■ What to produce ■
Every entry in the data below needs to be repeated exactly.
[Available data — start]
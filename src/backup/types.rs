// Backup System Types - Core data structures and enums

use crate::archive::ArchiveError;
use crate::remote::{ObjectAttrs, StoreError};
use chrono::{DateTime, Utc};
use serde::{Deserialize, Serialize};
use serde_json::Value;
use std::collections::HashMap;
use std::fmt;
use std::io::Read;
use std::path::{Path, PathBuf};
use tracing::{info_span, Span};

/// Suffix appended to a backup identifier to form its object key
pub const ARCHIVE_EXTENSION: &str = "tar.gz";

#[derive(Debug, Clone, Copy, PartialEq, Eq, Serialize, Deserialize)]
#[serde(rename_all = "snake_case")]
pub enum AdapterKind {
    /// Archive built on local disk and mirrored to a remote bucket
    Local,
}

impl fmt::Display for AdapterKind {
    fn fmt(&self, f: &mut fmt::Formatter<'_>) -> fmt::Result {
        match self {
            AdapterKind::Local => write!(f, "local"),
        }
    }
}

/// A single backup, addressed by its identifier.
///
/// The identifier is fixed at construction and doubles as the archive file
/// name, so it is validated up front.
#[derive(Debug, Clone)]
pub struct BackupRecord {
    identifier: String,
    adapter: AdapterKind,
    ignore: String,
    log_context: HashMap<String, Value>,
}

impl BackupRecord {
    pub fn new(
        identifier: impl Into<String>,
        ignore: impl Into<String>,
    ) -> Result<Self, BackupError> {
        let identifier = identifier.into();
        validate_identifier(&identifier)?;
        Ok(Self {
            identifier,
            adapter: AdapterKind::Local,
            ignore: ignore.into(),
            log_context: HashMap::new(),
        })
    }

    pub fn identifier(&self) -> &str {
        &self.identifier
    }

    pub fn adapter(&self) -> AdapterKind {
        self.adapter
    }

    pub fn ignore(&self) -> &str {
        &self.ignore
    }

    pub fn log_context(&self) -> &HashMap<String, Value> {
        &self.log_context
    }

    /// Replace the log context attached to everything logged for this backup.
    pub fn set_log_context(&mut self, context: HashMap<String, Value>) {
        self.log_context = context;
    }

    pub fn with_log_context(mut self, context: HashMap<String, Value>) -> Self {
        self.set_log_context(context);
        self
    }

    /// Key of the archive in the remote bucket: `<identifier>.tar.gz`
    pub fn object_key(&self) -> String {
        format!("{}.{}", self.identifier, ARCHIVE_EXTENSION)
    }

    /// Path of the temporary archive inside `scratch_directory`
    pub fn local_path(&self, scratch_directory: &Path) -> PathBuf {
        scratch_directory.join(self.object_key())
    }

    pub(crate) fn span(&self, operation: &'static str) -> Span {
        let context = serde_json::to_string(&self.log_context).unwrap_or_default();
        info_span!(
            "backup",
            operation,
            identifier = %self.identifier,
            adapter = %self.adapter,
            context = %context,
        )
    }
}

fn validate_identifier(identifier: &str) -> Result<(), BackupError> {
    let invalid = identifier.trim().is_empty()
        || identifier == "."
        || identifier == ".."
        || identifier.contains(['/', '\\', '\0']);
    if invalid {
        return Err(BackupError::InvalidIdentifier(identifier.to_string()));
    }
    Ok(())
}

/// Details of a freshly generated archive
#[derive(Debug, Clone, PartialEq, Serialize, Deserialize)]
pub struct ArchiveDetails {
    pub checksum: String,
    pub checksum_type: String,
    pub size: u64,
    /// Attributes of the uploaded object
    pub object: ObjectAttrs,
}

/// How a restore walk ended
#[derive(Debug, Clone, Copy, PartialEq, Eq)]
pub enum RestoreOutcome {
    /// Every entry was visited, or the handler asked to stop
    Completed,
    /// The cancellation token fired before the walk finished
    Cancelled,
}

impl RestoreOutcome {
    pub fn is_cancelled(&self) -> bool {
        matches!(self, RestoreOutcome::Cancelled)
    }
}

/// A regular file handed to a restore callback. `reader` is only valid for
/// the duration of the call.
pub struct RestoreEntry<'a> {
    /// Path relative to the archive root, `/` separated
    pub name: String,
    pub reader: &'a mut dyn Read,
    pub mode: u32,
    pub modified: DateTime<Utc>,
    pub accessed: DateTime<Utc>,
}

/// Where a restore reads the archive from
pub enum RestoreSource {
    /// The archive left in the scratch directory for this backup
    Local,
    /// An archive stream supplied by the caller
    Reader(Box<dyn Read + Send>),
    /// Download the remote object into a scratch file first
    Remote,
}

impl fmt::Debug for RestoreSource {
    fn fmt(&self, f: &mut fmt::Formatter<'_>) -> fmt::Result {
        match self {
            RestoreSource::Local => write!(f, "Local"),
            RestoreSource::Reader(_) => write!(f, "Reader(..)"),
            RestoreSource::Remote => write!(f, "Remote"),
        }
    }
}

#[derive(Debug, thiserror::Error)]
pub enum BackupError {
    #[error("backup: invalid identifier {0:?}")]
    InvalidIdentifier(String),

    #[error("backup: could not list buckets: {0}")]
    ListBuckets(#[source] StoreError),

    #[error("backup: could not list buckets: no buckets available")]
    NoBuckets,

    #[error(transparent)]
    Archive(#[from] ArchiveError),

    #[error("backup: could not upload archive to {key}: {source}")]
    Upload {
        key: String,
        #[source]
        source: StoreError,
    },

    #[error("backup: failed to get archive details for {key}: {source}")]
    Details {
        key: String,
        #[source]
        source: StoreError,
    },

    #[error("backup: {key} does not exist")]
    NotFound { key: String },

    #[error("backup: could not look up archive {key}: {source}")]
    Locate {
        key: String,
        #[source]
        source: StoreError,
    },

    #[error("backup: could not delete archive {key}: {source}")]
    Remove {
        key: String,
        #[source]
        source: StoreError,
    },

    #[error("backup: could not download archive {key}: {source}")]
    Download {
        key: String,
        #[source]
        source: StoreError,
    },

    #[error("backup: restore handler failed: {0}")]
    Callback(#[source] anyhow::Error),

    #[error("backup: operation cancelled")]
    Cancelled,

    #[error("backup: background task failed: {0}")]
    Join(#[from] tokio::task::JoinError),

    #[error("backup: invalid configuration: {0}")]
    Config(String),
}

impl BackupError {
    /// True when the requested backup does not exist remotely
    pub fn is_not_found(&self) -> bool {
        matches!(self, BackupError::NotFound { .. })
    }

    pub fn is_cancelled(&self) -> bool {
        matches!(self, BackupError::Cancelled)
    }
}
[Available data — finish]
■ Solution to the problem ■
filename src/backup/types.rs
// Backup System Types - Core data structures and enums

use crate::archive::ArchiveError;
use crate::remote::{ObjectAttrs, StoreError};
use chrono::{DateTime, Utc};
use serde::{Deserialize, Serialize};
use serde_json::Value;
use std::collections::HashMap;
use std::fmt;
use std::io::Read;
use std::path::{Path, PathBuf};
use tracing::{info_span, Span};

/// Suffix appended to a backup identifier to form its object key
pub const ARCHIVE_EXTENSION: &str = "tar.gz";

#[derive(Debug, Clone, Copy, PartialEq, Eq, Serialize, Deserialize)]
#[serde(rename_all = "snake_case")]
pub enum AdapterKind {
    /// Archive built on local disk and mirrored to a remote bucket
    Local,
}

impl fmt::Display for AdapterKind {
    fn fmt(&self, f: &mut fmt::Formatter<'_>) -> fmt::Result {
        match self {
            AdapterKind::Local => write!(f, "local"),
        }
    }
}

/// A single backup, addressed by its identifier.
///
/// The identifier is fixed at construction and doubles as the archive file
/// name, so it is validated up front.
#[derive(Debug, Clone)]
pub struct BackupRecord {
    identifier: String,
    adapter: AdapterKind,
    ignore: String,
    log_context: HashMap<String, Value>,
}

impl BackupRecord {
    pub fn new(
        identifier: impl Into<String>,
        ignore: impl Into<String>,
    ) -> Result<Self, BackupError> {
        let identifier = identifier.into();
        validate_identifier(&identifier)?;
        Ok(Self {
            identifier,
            adapter: AdapterKind::Local,
            ignore: ignore.into(),
            log_context: HashMap::new(),
        })
    }

    pub fn identifier(&self) -> &str {
        &self.identifier
    }

    pub fn adapter(&self) -> AdapterKind {
        self.adapter
    }

    pub fn ignore(&self) -> &str {
        &self.ignore
    }

    pub fn log_context(&self) -> &HashMap<String, Value> {
        &self.log_context
    }

    /// Replace the log context attached to everything logged for this backup.
    pub fn set_log_context(&mut self, context: HashMap<String, Value>) {
        self.log_context = context;
    }

    pub fn with_log_context(mut self, context: HashMap<String, Value>) -> Self {
        self.set_log_context(context);
        self
    }

    /// Key of the archive in the remote bucket: `<identifier>.tar.gz`
    pub fn object_key(&self) -> String {
        format!("{}.{}", self.identifier, ARCHIVE_EXTENSION)
    }

    /// Path of the temporary archive inside `scratch_directory`
    pub fn local_path(&self, scratch_directory: &Path) -> PathBuf {
        scratch_directory.join(self.object_key())
    }

    pub(crate) fn span(&self, operation: &'static str) -> Span {
        let context = serde_json::to_string(&self.log_context).unwrap_or_default();
        info_span!(
            "backup",
            operation,
            identifier = %self.identifier,
            adapter = %self.adapter,
            context = %context,
        )
    }
}

fn validate_identifier(identifier: &str) -> Result<(), BackupError> {
    let invalid = identifier.trim().is_empty()
        || identifier == "."
        || identifier == ".."
        || identifier.contains(['/', '\\', '\0']);
    if invalid {
        return Err(BackupError::InvalidIdentifier(identifier.to_string()));
    }
    Ok(())
}

/// Details of a freshly generated archive
#[derive(Debug, Clone, PartialEq, Serialize, Deserialize)]
pub struct ArchiveDetails {
    pub checksum: String,
    pub checksum_type: String,
    pub size: u64,
    /// Attributes of the uploaded object
    pub object: ObjectAttrs,
}

/// How a restore walk ended
#[derive(Debug, Clone, Copy, PartialEq, Eq)]
pub enum RestoreOutcome {
    /// Every entry was visited, or the handler asked to stop
    Completed,
    /// The cancellation token fired before the walk finished
    Cancelled,
}

impl RestoreOutcome {
    pub fn is_cancelled(&self) -> bool {
        matches!(self, RestoreOutcome::Cancelled)
    }
}

/// A regular file handed to a restore callback. `reader` is only valid for
/// the duration of the call.
pub struct RestoreEntry<'a> {
    /// Path relative to the archive root, `/` separated
    pub name: String,
    pub reader: &'a mut dyn Read,
    pub mode: u32,
    pub modified: DateTime<Utc>,
    pub accessed: DateTime<Utc>,
}

/// Where a restore reads the archive from
pub enum RestoreSource {
    /// The archive left in the scratch directory for this backup
    Local,
    /// An archive stream supplied by the caller
    Reader(Box<dyn Read + Send>),
    /// Download the remote object into a scratch file first
    Remote,
}

impl fmt::Debug for RestoreSource {
    fn fmt(&self, f: &mut fmt::Formatter<'_>) -> fmt::Result {
        match self {
            RestoreSource::Local => write!(f, "Local"),
            RestoreSource::Reader(_) => write!(f, "Reader(..)"),
            RestoreSource::Remote => write!(f, "Remote"),
        }
    }
}

#[derive(Debug, thiserror::Error)]
pub enum BackupError {
    #[error("backup: invalid identifier {0:?}")]
    InvalidIdentifier(String),

    #[error("backup: could not list buckets: {0}")]
    ListBuckets(#[source] StoreError),

    #[error("backup: could not list buckets: no buckets available")]
    NoBuckets,

    #[error(transparent)]
    Archive(#[from] ArchiveError),

    #[error("backup: could not upload archive to {key}: {source}")]
    Upload {
        key: String,
        #[source]
        source: StoreError,
    },

    #[error("backup: failed to get archive details for {key}: {source}")]
    Details {
        key: String,
        #[source]
        source: StoreError,
    },

    #[error("backup: {key} does not exist")]
    NotFound { key: String },

    #[error("backup: could not look up archive {key}: {source}")]
    Locate {
        key: String,
        #[source]
        source: StoreError,
    },

    #[error("backup: could not delete archive {key}: {source}")]
    Remove {
        key: String,
        #[source]
        source: StoreError,
    },

    #[error("backup: could not download archive {key}: {source}")]
    Download {
        key: String,
        #[source]
        source: StoreError,
    },

    #[error("backup: restore handler failed: {0}")]
    Callback(#[source] anyhow::Error),

    #[error("backup: operation cancelled")]
    Cancelled,

    #[error("backup: background task failed: {0}")]
    Join(#[from] tokio::task::JoinError),

    #[error("backup: invalid configuration: {0}")]
    Config(String),
}

impl BackupError {
    /// True when the requested backup does not exist remotely
    pub fn is_not_found(&self) -> bool {
        matches!(self, BackupError::NotFound { .. })
    }

    pub fn is_cancelled(&self) -> bool {
        matches!(self, BackupError::Cancelled)
    }
}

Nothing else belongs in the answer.